* [DATA SUPPLIED]:
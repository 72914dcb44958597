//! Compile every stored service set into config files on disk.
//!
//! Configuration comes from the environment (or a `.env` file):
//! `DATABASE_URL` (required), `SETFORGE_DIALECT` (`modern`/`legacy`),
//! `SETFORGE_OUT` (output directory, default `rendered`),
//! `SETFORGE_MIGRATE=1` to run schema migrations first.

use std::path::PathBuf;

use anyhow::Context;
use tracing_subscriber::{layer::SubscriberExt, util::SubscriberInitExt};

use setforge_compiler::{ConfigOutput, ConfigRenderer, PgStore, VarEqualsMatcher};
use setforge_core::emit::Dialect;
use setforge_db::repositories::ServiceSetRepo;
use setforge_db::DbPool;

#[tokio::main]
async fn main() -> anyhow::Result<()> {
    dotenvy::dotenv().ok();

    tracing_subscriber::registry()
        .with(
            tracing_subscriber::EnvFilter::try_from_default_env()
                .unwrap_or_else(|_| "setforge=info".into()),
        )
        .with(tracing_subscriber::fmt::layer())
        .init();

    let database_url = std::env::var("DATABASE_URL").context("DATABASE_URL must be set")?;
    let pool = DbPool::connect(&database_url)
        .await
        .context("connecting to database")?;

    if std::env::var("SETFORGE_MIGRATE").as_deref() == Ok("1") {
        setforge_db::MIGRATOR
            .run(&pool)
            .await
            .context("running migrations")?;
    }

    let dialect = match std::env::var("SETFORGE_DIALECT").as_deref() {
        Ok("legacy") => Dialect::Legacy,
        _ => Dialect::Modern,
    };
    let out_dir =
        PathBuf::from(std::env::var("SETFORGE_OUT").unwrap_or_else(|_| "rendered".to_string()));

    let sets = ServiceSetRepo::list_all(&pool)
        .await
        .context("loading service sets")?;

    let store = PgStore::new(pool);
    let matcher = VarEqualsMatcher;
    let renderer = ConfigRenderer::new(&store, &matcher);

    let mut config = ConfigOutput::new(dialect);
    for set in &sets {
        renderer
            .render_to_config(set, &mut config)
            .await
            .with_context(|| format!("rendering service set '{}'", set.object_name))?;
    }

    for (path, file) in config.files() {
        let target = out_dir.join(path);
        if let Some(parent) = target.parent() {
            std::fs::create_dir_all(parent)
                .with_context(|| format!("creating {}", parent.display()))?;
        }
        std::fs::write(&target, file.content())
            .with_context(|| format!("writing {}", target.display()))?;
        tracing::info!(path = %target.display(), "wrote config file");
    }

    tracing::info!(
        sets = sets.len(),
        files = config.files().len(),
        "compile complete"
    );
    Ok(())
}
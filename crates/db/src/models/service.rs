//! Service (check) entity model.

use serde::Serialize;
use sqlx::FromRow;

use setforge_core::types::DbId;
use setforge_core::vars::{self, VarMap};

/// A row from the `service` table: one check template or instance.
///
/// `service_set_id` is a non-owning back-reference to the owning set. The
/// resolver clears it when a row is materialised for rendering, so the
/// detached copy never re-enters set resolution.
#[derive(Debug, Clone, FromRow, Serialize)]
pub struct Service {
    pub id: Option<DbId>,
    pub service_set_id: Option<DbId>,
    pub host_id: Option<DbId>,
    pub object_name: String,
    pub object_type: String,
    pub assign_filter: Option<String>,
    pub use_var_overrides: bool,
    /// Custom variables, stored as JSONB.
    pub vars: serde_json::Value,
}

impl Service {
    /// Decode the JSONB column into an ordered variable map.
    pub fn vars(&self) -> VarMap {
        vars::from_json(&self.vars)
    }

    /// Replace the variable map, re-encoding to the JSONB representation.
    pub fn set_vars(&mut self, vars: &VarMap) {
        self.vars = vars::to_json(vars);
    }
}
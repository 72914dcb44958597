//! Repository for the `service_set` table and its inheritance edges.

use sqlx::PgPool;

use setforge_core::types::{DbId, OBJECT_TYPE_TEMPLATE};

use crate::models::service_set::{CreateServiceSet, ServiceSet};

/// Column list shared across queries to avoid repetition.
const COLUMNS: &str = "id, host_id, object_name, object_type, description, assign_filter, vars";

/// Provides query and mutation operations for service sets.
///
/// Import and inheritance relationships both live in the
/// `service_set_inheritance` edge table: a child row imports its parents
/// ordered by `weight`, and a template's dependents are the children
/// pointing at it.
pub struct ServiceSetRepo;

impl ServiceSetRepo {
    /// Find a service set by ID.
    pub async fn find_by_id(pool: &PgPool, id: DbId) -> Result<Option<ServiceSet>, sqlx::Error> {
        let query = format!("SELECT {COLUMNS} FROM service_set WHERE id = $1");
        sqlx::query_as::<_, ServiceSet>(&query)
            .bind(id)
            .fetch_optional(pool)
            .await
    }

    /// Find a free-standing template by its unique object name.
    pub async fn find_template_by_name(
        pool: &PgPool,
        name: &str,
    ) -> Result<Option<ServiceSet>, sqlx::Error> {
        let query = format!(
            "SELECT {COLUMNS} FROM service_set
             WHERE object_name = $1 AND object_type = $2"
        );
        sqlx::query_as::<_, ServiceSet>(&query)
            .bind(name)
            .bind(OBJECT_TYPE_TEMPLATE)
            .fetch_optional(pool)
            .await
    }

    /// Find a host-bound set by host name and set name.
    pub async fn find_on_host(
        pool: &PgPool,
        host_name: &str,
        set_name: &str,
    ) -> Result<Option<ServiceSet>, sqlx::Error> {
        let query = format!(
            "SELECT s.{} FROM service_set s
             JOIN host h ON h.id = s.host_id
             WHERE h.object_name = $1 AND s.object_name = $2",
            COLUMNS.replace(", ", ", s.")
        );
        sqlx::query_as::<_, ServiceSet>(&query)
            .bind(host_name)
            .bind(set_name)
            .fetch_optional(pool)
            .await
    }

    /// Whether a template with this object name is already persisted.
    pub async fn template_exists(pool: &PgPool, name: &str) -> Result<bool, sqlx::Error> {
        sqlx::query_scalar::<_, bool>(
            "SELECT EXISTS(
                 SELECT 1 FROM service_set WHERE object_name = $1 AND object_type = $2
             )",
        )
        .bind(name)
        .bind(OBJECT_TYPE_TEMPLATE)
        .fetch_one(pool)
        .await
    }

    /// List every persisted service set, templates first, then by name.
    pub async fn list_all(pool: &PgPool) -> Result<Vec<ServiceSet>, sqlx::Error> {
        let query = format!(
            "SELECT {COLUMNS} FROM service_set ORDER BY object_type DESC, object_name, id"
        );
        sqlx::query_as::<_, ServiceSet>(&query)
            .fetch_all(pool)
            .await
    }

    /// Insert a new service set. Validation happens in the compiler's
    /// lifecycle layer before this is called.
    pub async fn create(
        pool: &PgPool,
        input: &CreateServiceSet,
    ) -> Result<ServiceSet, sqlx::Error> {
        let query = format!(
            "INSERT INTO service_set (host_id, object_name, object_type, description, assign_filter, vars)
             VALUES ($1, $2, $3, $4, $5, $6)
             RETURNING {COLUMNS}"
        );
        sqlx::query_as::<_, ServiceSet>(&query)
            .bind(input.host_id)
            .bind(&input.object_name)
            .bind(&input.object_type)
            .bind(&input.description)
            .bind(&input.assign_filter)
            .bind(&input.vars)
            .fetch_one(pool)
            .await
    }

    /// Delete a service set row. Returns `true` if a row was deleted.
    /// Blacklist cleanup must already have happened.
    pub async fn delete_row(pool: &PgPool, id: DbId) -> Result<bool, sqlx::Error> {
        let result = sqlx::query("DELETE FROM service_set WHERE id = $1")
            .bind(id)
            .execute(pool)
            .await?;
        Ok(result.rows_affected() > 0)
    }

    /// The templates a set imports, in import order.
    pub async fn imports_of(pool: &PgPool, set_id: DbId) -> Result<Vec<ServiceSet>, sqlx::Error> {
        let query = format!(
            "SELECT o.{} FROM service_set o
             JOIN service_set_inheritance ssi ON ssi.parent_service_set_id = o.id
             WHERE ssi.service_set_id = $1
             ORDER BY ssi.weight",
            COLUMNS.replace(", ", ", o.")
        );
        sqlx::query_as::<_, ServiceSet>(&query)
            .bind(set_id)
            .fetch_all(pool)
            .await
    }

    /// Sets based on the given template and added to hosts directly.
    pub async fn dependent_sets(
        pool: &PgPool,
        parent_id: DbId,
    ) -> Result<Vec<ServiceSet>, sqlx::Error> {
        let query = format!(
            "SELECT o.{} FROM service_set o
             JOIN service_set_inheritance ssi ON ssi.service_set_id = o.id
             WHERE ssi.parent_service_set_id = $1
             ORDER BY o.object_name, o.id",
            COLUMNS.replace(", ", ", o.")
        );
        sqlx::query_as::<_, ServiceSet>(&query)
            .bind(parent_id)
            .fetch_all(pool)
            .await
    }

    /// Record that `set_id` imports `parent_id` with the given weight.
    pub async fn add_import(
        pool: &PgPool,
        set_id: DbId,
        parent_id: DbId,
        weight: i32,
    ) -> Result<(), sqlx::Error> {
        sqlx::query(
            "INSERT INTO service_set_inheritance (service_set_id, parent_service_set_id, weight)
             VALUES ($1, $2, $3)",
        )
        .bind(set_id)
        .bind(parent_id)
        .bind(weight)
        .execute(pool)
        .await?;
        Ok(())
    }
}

* [EXERCISE DESCRIPTION]: Among the lines above, please count those that contain the string "DbPool" and write the number by itself.

* [SOLUTION]: 2